Home > 2013 > Credit Score

How Sunscreen Can Ruin Your Credit

Advertiser Disclosure Comments 2 Comments

How Sunscreen Can Ruin Your CreditIn the spring, snow melts and flowers bloom and many people take time off for a little vacation. Regardless of whether your preferred vacation spot is just around the corner or on the other side of the globe, you might be surprised to discover that your sunscreen can keep you from buying a car this year. And your hotel room rental might keep you from buying a house next year. And the gate admission to your favorite amusement park might lead to a lost job.

I know it sounds outrageous because these vacation items are more or less harmless. But if your good financial behavior takes a hike while you’re on vacation, these seemingly harmless things can lead you into trouble with your credit.

[Credit Score Tool: Get your free credit score and report card from Credit.com]

Even people who remain relatively vigilant with their credit could be tempted to let their guard down while on vacation, making several mistakes that can haunt them for years to come. Here are some common vacation-related credit mistakes:

Free Credit Check & Monitoring

Mistake #1: Sloppy identity theft precautions

While you enjoy laying on the beach or checking out the local sites of your favorite resort, do you know where your identification is? What about your credit cards? Don’t just be cautious about theft; be cautious about identity theft.

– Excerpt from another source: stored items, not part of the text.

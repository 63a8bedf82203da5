//! Key-binding decoding into explicit commands.
//!
//! Every operator interaction is a [`Command`] dispatched through one
//! handler, keeping the screen logic independent of the rendering toolkit.

use crossterm::event::{KeyCode, KeyEvent, KeyModifiers};

/// Everything the operator can ask the repositories screen to do.
#[derive(Debug, Clone, PartialEq, Eq)]
pub enum Command {
    /// Re-run the listing query.
    Refresh,
    /// Show or hide the search bar.
    ToggleSearch,
    /// Open the selected repository on GitHub.
    OpenExternal,
    /// Open the selected repository on the platform frontend.
    OpenFrontend,
    /// Queue badge updates for the selected repository's issues.
    RebadgeIssues,
    /// Queue a platform re-sync for the selected repository.
    ResyncIssues,
    /// Leave the organization scope (scoped listing only).
    Back,
    /// Exit the application.
    Quit,
    CursorUp,
    CursorDown,
    SearchInput(char),
    SearchBackspace,
    SearchSubmit,
    SearchCancel,
}

/// Decode a key event into a command.
///
/// `search_open` routes printable keys into the search bar; `scoped` enables
/// the escape-back binding that only exists on the organization-scoped
/// variant of the listing.
pub fn decode_key(key: &KeyEvent, search_open: bool, scoped: bool) -> Option<Command> {
    let ctrl = key.modifiers.contains(KeyModifiers::CONTROL);

    if search_open {
        return match key.code {
            KeyCode::Esc => Some(Command::SearchCancel),
            KeyCode::Enter => Some(Command::SearchSubmit),
            KeyCode::Backspace => Some(Command::SearchBackspace),
            KeyCode::Char('f') if ctrl => Some(Command::ToggleSearch),
            KeyCode::Char('c') if ctrl => Some(Command::Quit),
            KeyCode::Char(c) if !ctrl => Some(Command::SearchInput(c)),
            _ => None,
        };
    }

    match key.code {
        KeyCode::Char('r') if ctrl => Some(Command::Refresh),
        KeyCode::Char('f') if ctrl => Some(Command::ToggleSearch),
        KeyCode::Char('g') if ctrl => Some(Command::OpenExternal),
        KeyCode::Char('p') if ctrl => Some(Command::OpenFrontend),
        KeyCode::Char('b') if ctrl => Some(Command::RebadgeIssues),
        KeyCode::Char('s') if ctrl => Some(Command::ResyncIssues),
        KeyCode::Char('c') if ctrl => Some(Command::Quit),
        KeyCode::Char('q') => Some(Command::Quit),
        KeyCode::Esc if scoped => Some(Command::Back),
        KeyCode::Up | KeyCode::Char('k') => Some(Command::CursorUp),
        KeyCode::Down | KeyCode::Char('j') => Some(Command::CursorDown),
        _ => None,
    }
}

#[cfg(test)]
mod tests {
    use super::*;

    fn ctrl(c: char) -> KeyEvent {
        KeyEvent::new(KeyCode::Char(c), KeyModifiers::CONTROL)
    }

    fn plain(code: KeyCode) -> KeyEvent {
        KeyEvent::new(code, KeyModifiers::NONE)
    }

    #[test]
    fn test_action_bindings() {
        assert_eq!(decode_key(&ctrl('r'), false, false), Some(Command::Refresh));
        assert_eq!(
            decode_key(&ctrl('f'), false, false),
            Some(Command::ToggleSearch)
        );
        assert_eq!(
            decode_key(&ctrl('g'), false, false),
            Some(Command::OpenExternal)
        );
        assert_eq!(
            decode_key(&ctrl('p'), false, false),
            Some(Command::OpenFrontend)
        );
        assert_eq!(
            decode_key(&ctrl('b'), false, false),
            Some(Command::RebadgeIssues)
        );
        assert_eq!(
            decode_key(&ctrl('s'), false, false),
            Some(Command::ResyncIssues)
        );
    }

    #[test]
    fn test_escape_back_only_when_scoped() {
        assert_eq!(
            decode_key(&plain(KeyCode::Esc), false, true),
            Some(Command::Back)
        );
        assert_eq!(decode_key(&plain(KeyCode::Esc), false, false), None);
    }

    #[test]
    fn test_search_mode_captures_printable_keys() {
        let key = plain(KeyCode::Char('b'));
        assert_eq!(
            decode_key(&key, true, false),
            Some(Command::SearchInput('b'))
        );
        // The same key outside search mode is not bound
        assert_eq!(decode_key(&key, false, false), None);
    }

    #[test]
    fn test_search_mode_submit_and_cancel() {
        assert_eq!(
            decode_key(&plain(KeyCode::Enter), true, false),
            Some(Command::SearchSubmit)
        );
        assert_eq!(
            decode_key(&plain(KeyCode::Esc), true, true),
            Some(Command::SearchCancel)
        );
        assert_eq!(
            decode_key(&plain(KeyCode::Backspace), true, false),
            Some(Command::SearchBackspace)
        );
    }

    #[test]
    fn test_quit_bindings() {
        assert_eq!(
            decode_key(&plain(KeyCode::Char('q')), false, false),
            Some(Command::Quit)
        );
        assert_eq!(decode_key(&ctrl('c'), false, false), Some(Command::Quit));
        // Ctrl+C still quits while typing a search
        assert_eq!(decode_key(&ctrl('c'), true, false), Some(Command::Quit));
        // A plain 'q' goes into the search input instead
        assert_eq!(
            decode_key(&plain(KeyCode::Char('q')), true, false),
            Some(Command::SearchInput('q'))
        );
    }

    #[test]
    fn test_cursor_movement() {
        assert_eq!(
            decode_key(&plain(KeyCode::Up), false, false),
            Some(Command::CursorUp)
        );
        assert_eq!(
            decode_key(&plain(KeyCode::Char('j')), false, false),
            Some(Command::CursorDown)
        );
    }
}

A passport or credit card that is carelessly left out in the open in a hotel room or on a table near the pool contains enough information for an identity thief to spend YOUR money without you realizing it. Most people are cautious about cash but they don’t take the same care with other items that can have an even longer-lasting impact on credit scores.

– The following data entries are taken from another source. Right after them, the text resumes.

//! Database migration maintenance commands.

use pledgedesk::db;
use pledgedesk::migration::{Migrator, MigratorTrait};

use crate::MigrateAction;

pub(crate) async fn handle_migrate(
    action: MigrateAction,
    database_url: &str,
) -> anyhow::Result<()> {
    let db = db::connect(database_url).await?;

    match action {
        MigrateAction::Up => {
            println!("Applying migrations...");
            Migrator::up(&db, None).await?;
            println!("Migrations applied successfully.");
        }
        MigrateAction::Down => {
            println!("Rolling back last migration...");
            Migrator::down(&db, Some(1)).await?;
            println!("Rollback complete.");
        }
        MigrateAction::Status => {
            println!("Migration status:");
            Migrator::status(&db).await?;
        }
        MigrateAction::Fresh => {
            println!("Dropping all tables and reapplying migrations...");
            Migrator::fresh(&db).await?;
            println!("Fresh migration complete.");
        }
    }

    Ok(())
}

The best practice is to hide your identification and credit cards as diligently as you hide your cash, and make sure you have contact information of the appropriate organizations (like embassies and credit card companies) if these invaluable items go missing.

Mistake #2: Overspending

Vacations are usually when we splurge and enjoy a little extravagance. Some extra shopping, within reason, is OK as long as you can pay it back on time. However, once you factor in the souvenirs, the hotel minibar tab, a little gambling, some generous tips, and a night out on the town in a great new outfit, that once-thrifty vacation looks very different on a credit card statement.

The best practice is to set a budget and stick to it. If you’re worried, bring a prepaid credit card and leave your regular credit card at home.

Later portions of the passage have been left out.